Solar eclipses are also seen during the day, and allowed early astronomers to see the sun's corona.

A simple sundial may also be interesting, and allow one to determine the time of day, as well as different seasons and the angle of the sun.

The moon can be seen during the day at times (new moon), and one might be able to view it with a telescope, although the detail would be less than would be seen at night.  Likewise, some of the planets may be able to be seen during the day, or at dawn or dusk.

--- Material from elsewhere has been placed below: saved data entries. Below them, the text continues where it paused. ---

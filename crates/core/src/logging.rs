//! Logging infrastructure for Sage.
//!
//! This module initializes the tracing subscriber for structured logging.
//! All logs are emitted to stderr to keep stdout clean for data output.

use tracing_subscriber::{fmt, layer::SubscriberExt, util::SubscriberInitExt, EnvFilter};

use crate::error::{AppError, AppResult};

/// Output format for log lines.
#[derive(Debug, Clone, Copy, PartialEq, Eq, Default)]
pub enum LogFormat {
    /// Human-readable lines
    #[default]
    Text,
    /// One JSON object per line
    Json,
}

impl LogFormat {
    /// Parse a format name ("text" or "json").
    pub fn parse(s: &str) -> AppResult<Self> {
        match s.to_lowercase().as_str() {
            "text" | "pretty" => Ok(Self::Text),
            "json" => Ok(Self::Json),
            other => Err(AppError::Config(format!(
                "Unknown log format: {}. Supported: text, json",
                other
            ))),
        }
    }
}

/// Initialize the tracing subscriber with stderr output.
///
/// This sets up structured logging with:
/// - Output to stderr (stdout is reserved for data)
/// - Environment-based filtering (RUST_LOG or provided level)
/// - Human-readable or JSON formatting
/// - Optional ANSI color control
///
/// # Example
/// ```no_run
/// use sage_core::logging::{init_logging, LogFormat};
///
/// init_logging(None, false, LogFormat::Text).expect("Failed to initialize logging");
/// ```
pub fn init_logging(log_level: Option<&str>, no_color: bool, format: LogFormat) -> AppResult<()> {
    let default_level = std::env::var("RUST_LOG").unwrap_or_else(|_| "info".to_string());
    let filter_str = log_level.unwrap_or(&default_level);

    let env_filter = EnvFilter::try_new(filter_str)
        .map_err(|e| AppError::Config(format!("Invalid log filter: {}", e)))?;

    let registry = tracing_subscriber::registry().with(env_filter);

    let result = match format {
        LogFormat::Text => registry
            .with(
                fmt::layer()
                    .with_writer(std::io::stderr)
                    .with_target(true)
                    .with_level(true)
                    .with_ansi(!no_color && supports_color()),
            )
            .try_init(),
        LogFormat::Json => registry
            .with(
                fmt::layer()
                    .json()
                    .with_writer(std::io::stderr)
                    .with_current_span(true),
            )
            .try_init(),
    };

    result.map_err(|e| AppError::Config(format!("Failed to init logging: {}", e)))?;

    Ok(())
}

/// Check if the terminal supports color output.
fn supports_color() -> bool {
    std::env::var("NO_COLOR").is_err()
}

#[cfg(test)]
mod tests {
    use super::*;

    #[test]
    fn test_parse_log_format() {
        assert_eq!(LogFormat::parse("json").unwrap(), LogFormat::Json);
        assert_eq!(LogFormat::parse("TEXT").unwrap(), LogFormat::Text);
        assert!(LogFormat::parse("xml").is_err());
    }

    #[test]
    fn test_init_logging() {
        // Can only succeed once per process
        let result = init_logging(None, true, LogFormat::Text);
        assert!(result.is_ok() || result.is_err());
    }
}
pub mod ollama;
pub mod trigram;

pub use ollama::OllamaProvider;
pub use trigram::TrigramProvider;
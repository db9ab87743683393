//! Text chunking with configurable size and overlap.

use crate::types::ChunkCandidate;

/// Characters a chunk prefers to end on.
const SEPARATORS: &[char] = &['\n', '.', '!', '?'];

/// Chunk text into overlapping segments of at most `chunk_size` bytes.
///
/// Each chunk ends right after the last separator found in the second half of
/// its window; when there is none the window is cut at `chunk_size`. The next
/// chunk starts `overlap` bytes before the previous end.
pub fn chunk_text(text: &str, chunk_size: usize, overlap: usize) -> Vec<ChunkCandidate> {
    let text = text.trim();
    if text.is_empty() || chunk_size == 0 {
        return vec![];
    }

    let mut chunks = Vec::new();
    let mut position = 0u32;
    let mut start = 0;

    loop {
        let mut window_end = floor_char_boundary(text, (start + chunk_size).min(text.len()));
        if window_end <= start {
            // chunk_size is narrower than the character at `start`
            window_end = ceil_char_boundary(text, start + 1);
        }

        let end = if window_end >= text.len() {
            text.len()
        } else {
            find_break(text, start, window_end, chunk_size)
        };

        let piece = text[start..end].trim();
        if !piece.is_empty() {
            chunks.push(ChunkCandidate {
                position,
                text: piece.to_string(),
            });
            position += 1;
        }

        if end >= text.len() {
            break;
        }

        let mut next_start = ceil_char_boundary(text, end.saturating_sub(overlap));
        if next_start <= start {
            next_start = end;
        }
        start = next_start;
    }

    tracing::debug!(
        "Chunked text into {} chunks (size: {}, overlap: {})",
        chunks.len(),
        chunk_size,
        overlap
    );

    chunks
}

fn find_break(text: &str, start: usize, window_end: usize, chunk_size: usize) -> usize {
    let earliest = start + chunk_size / 2;

    text[..window_end]
        .char_indices()
        .rev()
        .take_while(|(i, _)| *i >= earliest)
        .find(|(_, c)| SEPARATORS.contains(c))
        .map(|(i, c)| i + c.len_utf8())
        .unwrap_or(window_end)
}

fn floor_char_boundary(text: &str, mut index: usize) -> usize {
    while index > 0 && !text.is_char_boundary(index) {
        index -= 1;
    }
    index
}

fn ceil_char_boundary(text: &str, mut index: usize) -> usize {
    while index < text.len() && !text.is_char_boundary(index) {
        index += 1;
    }
    index
}

#[cfg(test)]
mod tests {
    use super::*;

    #[test]
    fn test_chunk_text_short_input_is_one_chunk() {
        let chunks = chunk_text("Solar panels convert light.", 1000, 200);
        assert_eq!(chunks.len(), 1);
        assert_eq!(chunks[0].position, 0);
        assert_eq!(chunks[0].text, "Solar panels convert light.");
    }

    #[test]
    fn test_chunk_text_empty() {
        assert!(chunk_text("", 100, 10).is_empty());
        assert!(chunk_text("   ", 100, 10).is_empty());
    }

    #[test]
    fn test_chunks_prefer_sentence_ends() {
        let text = "First sentence here. Second sentence here. Third one follows now.";
        let chunks = chunk_text(text, 30, 0);

        assert_eq!(chunks[0].text, "First sentence here.");
        assert_eq!(chunks[1].text, "Second sentence here.");
        assert!(chunks.iter().all(|c| c.text.len() <= 30));
    }

    #[test]
    fn test_chunk_text_no_separators_cuts_at_size() {
        let text = "a".repeat(300);
        let chunks = chunk_text(&text, 100, 0);

        assert_eq!(chunks.len(), 3);
        assert!(chunks.iter().all(|c| c.text.len() == 100));
    }

    #[test]
    fn test_chunk_text_with_overlap() {
        let text = "abcdefghijklmnopqrstuvwxyz".repeat(4);
        let chunks = chunk_text(&text, 50, 10);

        assert!(chunks.len() >= 2);
        let tail = &chunks[0].text[chunks[0].text.len() - 10..];
        assert!(chunks[1].text.starts_with(tail));
        for (i, chunk) in chunks.iter().enumerate() {
            assert_eq!(chunk.position, i as u32);
        }
    }

    #[test]
    fn test_chunk_text_utf8_safety() {
        let text = "é".repeat(100);
        let chunks = chunk_text(&text, 15, 3);

        assert!(!chunks.is_empty());
        let joined: usize = chunks.iter().map(|c| c.text.chars().count()).sum();
        assert!(joined >= 100);
    }
}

One of the problems with looking for stars during the day is the sun illuminates the atmosphere which then drowns out the stars.  It also happens in the cities at night with all the lights in the city.  In space, a telescope is not influenced by the atmosphere, and can be used in the sunlight. CliffordK, Sat, 13th Jul 2013

Not in general. However there are a few exeptions. Right before sunset you can just start to see the brightest stars. You can obviously see the sun (which is the closest star) during the day and the moon can be ssen during the day during certain phases. Pmb, Sat, 13th Jul 2013

I wonder if a filter can remove the "atmospheric" blue from the field of vision to allow us to see the (bright) stars during the day? Lmnre, Sat, 13th Jul 2013

If conditions are right, the moon is sometimes visible in the daytime sky and on one occasion I saw daytime Venus, it was a total accident, happened to be looking at a jet trail. Never been able to spot it again. Mostly we do sun spots using a telescope and projection screen. We were able to see Venus transit the Sun with this method. Next Mercury transit is 2016 May 9

I should mention, never look at the Sun through a telescope or binoculars, that would be just like using a magnifying glass to start a fire only it is your eye retina, you can go blind. Knew a fellow that stared at a partial solar eclipse without protection, had the image of a crescent for the rest of his life.

I've always wanted to see the ISS cross the sun (or moon) but haven't made a serious effort yet.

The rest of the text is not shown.